ELA TINHA UM SORRISO CHEIO DE DETALHES

Ela tinha um sorriso cheio de detalhes. Ele ficava sempre esperando decifrá-lo, sem a pretensão de conseguir. Ele tornou-se viciado em piadas bobas apenas para que o rosto feliz dela ficasse gravado na sua mente. Nunca mais pretendia esquecê-lo.

Era como se ela, sem saber, fosse a melhor parte do dia dele. Ao mesmo tempo, ela tinha naturalmente um ar de inocência pueril. Usava sempre palavras doces, como se sempre as escolhesse num pomar de gentilezas. Cada verbete parecia uma sincronia acrobática de amabilidade. Ela tinha a hora certa de falar, e ele, uma metralhadora de conversas.

Ele achava-se maduro demais para encarar um amor no perigo eminente da juventude em curso, mas cada vez que se encontrava com ela, voltava como nos dezesseis quando ainda perdia a estabilidade diante de uma mulher. Morria de medo que, no fundo, ela fosse mais uma daquelas meninas instáveis, mesmo que a sua intuição raramente o traísse.

Ela se esforçava para olhar sempre nos olhos durante uma conversa, mesmo que eventualmente tivesse que desviar por alguns segundos, era como se ela soubesse que ele gostava disso. Toda vez que se encontravam, alguma coisa abalava certezas mais profundas dele.

Ele sempre elogiava a maneira que ela se vestia e ela corava o rosto com uma facilidade imensa sem saber o que dizer. Soltava um “obrigado” quase inaudível. Ninguém ficava melhor de vestido e tênis como ela.

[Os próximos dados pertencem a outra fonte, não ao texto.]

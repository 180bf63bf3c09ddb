use std::path::{Path, PathBuf};

/// Audio codecs the playback engine can decode.
#[derive(Debug, Copy, Clone, PartialEq, Eq)]
pub enum CodecFormat {
    Mp3,
    Flac,
    Wav,
    Ogg,
}

impl CodecFormat {
    /// Guess the codec from a file extension (case-insensitive, without dot).
    pub fn from_extension(ext: &str) -> Option<Self> {
        match ext.to_ascii_lowercase().as_str() {
            "mp3" => Some(Self::Mp3),
            "flac" => Some(Self::Flac),
            "wav" => Some(Self::Wav),
            "ogg" => Some(Self::Ogg),
            _ => None,
        }
    }

    pub fn from_path(path: &Path) -> Option<Self> {
        path.extension()
            .and_then(|s| s.to_str())
            .and_then(Self::from_extension)
    }
}

/// What probing a file told us about it.
#[derive(Debug, Copy, Clone, PartialEq, Eq)]
pub struct Probe {
    pub format: CodecFormat,
    /// Whole seconds, truncated.
    pub duration: u32,
}

/// A file offered by discovery, before it is accepted as a track.
#[derive(Debug, Clone)]
pub struct Candidate {
    pub path: PathBuf,
    /// Track number parsed from the file name, if it parsed at all.
    pub number: Option<i64>,
    /// `None` when the codec is not recognized.
    pub probe: Option<Probe>,
}

/// One entry of the track catalogue.
///
/// A track without a path is a data track: it occupies time on the disc but
/// can never be played.
#[derive(Debug, Clone, Default, PartialEq, Eq)]
pub struct Track {
    pub path: Option<PathBuf>,
    pub format: Option<CodecFormat>,
    /// Length in seconds.
    pub duration: u32,
    /// Offset of the track start from the start of the disc, in seconds.
    pub position: u32,
}

impl Track {
    pub fn audio(path: PathBuf, probe: Probe) -> Self {
        Self {
            path: Some(path),
            format: Some(probe.format),
            duration: probe.duration,
            position: 0,
        }
    }

    pub fn is_audio(&self) -> bool {
        self.path
            .as_ref()
            .is_some_and(|p| !p.as_os_str().is_empty())
    }
}
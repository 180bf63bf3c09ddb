//! Error taxonomy shared by the catalogue, the virtual device and the
//! command dispatcher, plus the mapping onto native MCI result codes.

use std::fmt;
use std::path::PathBuf;

use thiserror::Error;

use crate::audio::EngineError;
use crate::mci::codes;
use crate::timecode::AbsoluteTime;

/// Which parameter of a command was unacceptable.
#[derive(Debug, Copy, Clone, PartialEq, Eq)]
pub enum Param {
    /// A time format other than milliseconds, MSF or TMSF.
    TimeFormat(u32),
    /// A status item that needs a track number was sent without one.
    MissingTrack,
}

impl fmt::Display for Param {
    fn fmt(&self, f: &mut fmt::Formatter<'_>) -> fmt::Result {
        match self {
            Self::TimeFormat(raw) => write!(f, "unsupported time format {raw}"),
            Self::MissingTrack => write!(f, "track number required"),
        }
    }
}

#[derive(Debug, Error)]
pub enum CdError {
    #[error("cdaudio device is already open")]
    DeviceAlreadyOpen,

    #[error("cdaudio device has not been opened")]
    DeviceNotOpen,

    #[error("music directory not found: {}", path.display())]
    CatalogueUnavailable {
        path: PathBuf,
        #[source]
        source: std::io::Error,
    },

    #[error("invalid parameter: {0}")]
    InvalidParameter(Param),

    #[error("play range {from} -> {to} is out of range")]
    RangeInvalid { from: AbsoluteTime, to: AbsoluteTime },

    #[error("playback engine fault: {0}")]
    EngineFault(#[from] EngineError),

    #[error("track catalogue is empty")]
    EmptyCatalogue,

    #[error("failed to probe {}: {reason}", path.display())]
    Probe { path: PathBuf, reason: String },

    #[error("driver returned error {0}")]
    Driver(u32),
}

impl CdError {
    /// Native result code reported to the caller of the protocol.
    pub fn code(&self) -> u32 {
        match self {
            Self::DeviceAlreadyOpen => codes::MCIERR_DEVICE_OPEN,
            Self::DeviceNotOpen => codes::MCIERR_INVALID_DEVICE_NAME,
            Self::CatalogueUnavailable { .. } => codes::MCIERR_HARDWARE,
            Self::InvalidParameter(Param::TimeFormat(_)) => codes::MMSYSERR_INVALPARAM,
            Self::InvalidParameter(Param::MissingTrack) => codes::MCIERR_MISSING_PARAMETER,
            Self::RangeInvalid { .. } => codes::MCIERR_OUTOFRANGE,
            Self::EngineFault(_) => codes::MCIERR_HARDWARE,
            Self::EmptyCatalogue => codes::MCIERR_HARDWARE,
            Self::Probe { .. } => codes::MCIERR_HARDWARE,
            Self::Driver(code) => *code,
        }
    }

    /// Symbolic name of [`CdError::code`], for logs and the console.
    pub fn code_name(&self) -> &'static str {
        codes::name(self.code())
    }
}

pub type Result<T> = std::result::Result<T, CdError>;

Ele tinha um desejo impulsivo de cuidar dela. Ela queria ser cuidada, mas não sabia como. A conversa entre eles era sempre muito profunda. Ela era mais inteligente do que ele imaginava.

Ela parecia ter acabado de começar a viver e ele já tinha uma grande quantidade de bagagem. Ela ainda falava dos sonhos e ele lutava para ainda acreditar em algo bom. Ela parecia pensar em tudo antes de fazer e ele mal conseguiu administrar seus arrependimentos. Ele era do tipo que domina o coração, e ela não o segurava por nada.

Ele tinha impulso de puxar papo com ela por bobagem qualquer, e ela sempre muito educada o respondia com uma presteza confusa. Ele tinha medo do que ia acontecer, e ela apenas vivia a cada dia. Ele queria contar sobre sua vida, ela mal falava sobre seu dia.

Ele era um muro de ceticismo com o mundo e ela era bela demais para não existir na vida dele.